(Extracted records)
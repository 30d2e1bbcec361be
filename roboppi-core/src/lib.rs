//! Wiring crate: assembles `roboppi-admission`, `roboppi-gateway`,
//! `roboppi-executor`, `roboppi-sentinel`, and `roboppi-ipc` into the
//! `roboppi` supervisor binary. Everything here is glue — the control
//! plane's actual semantics live in those crates.

pub mod admission_core;
pub mod artifacts;
pub mod config;
pub mod error;
pub mod metrics;

pub use admission_core::{AdmissionCore, PermitGateAdmission};
pub use config::RoboppiConfig;
pub use error::{CoreError, CoreResult};
pub use metrics::{MetricsCollector, MetricsSnapshot};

— TASK DIRECTIONS —
Could you retype all of the entries, leaving every character unchanged?

— TASK RESULT —
repository 30d2e1bbcec361be
filename roboppi-core/src/lib.rs
//! Wiring crate: assembles `roboppi-admission`, `roboppi-gateway`,
//! `roboppi-executor`, `roboppi-sentinel`, and `roboppi-ipc` into the
//! `roboppi` supervisor binary. Everything here is glue — the control
//! plane's actual semantics live in those crates.

pub mod admission_core;
pub mod artifacts;
pub mod config;
pub mod error;
pub mod metrics;

pub use admission_core::{AdmissionCore, PermitGateAdmission};
pub use config::RoboppiConfig;
pub use error::{CoreError, CoreResult};
pub use metrics::{MetricsCollector, MetricsSnapshot};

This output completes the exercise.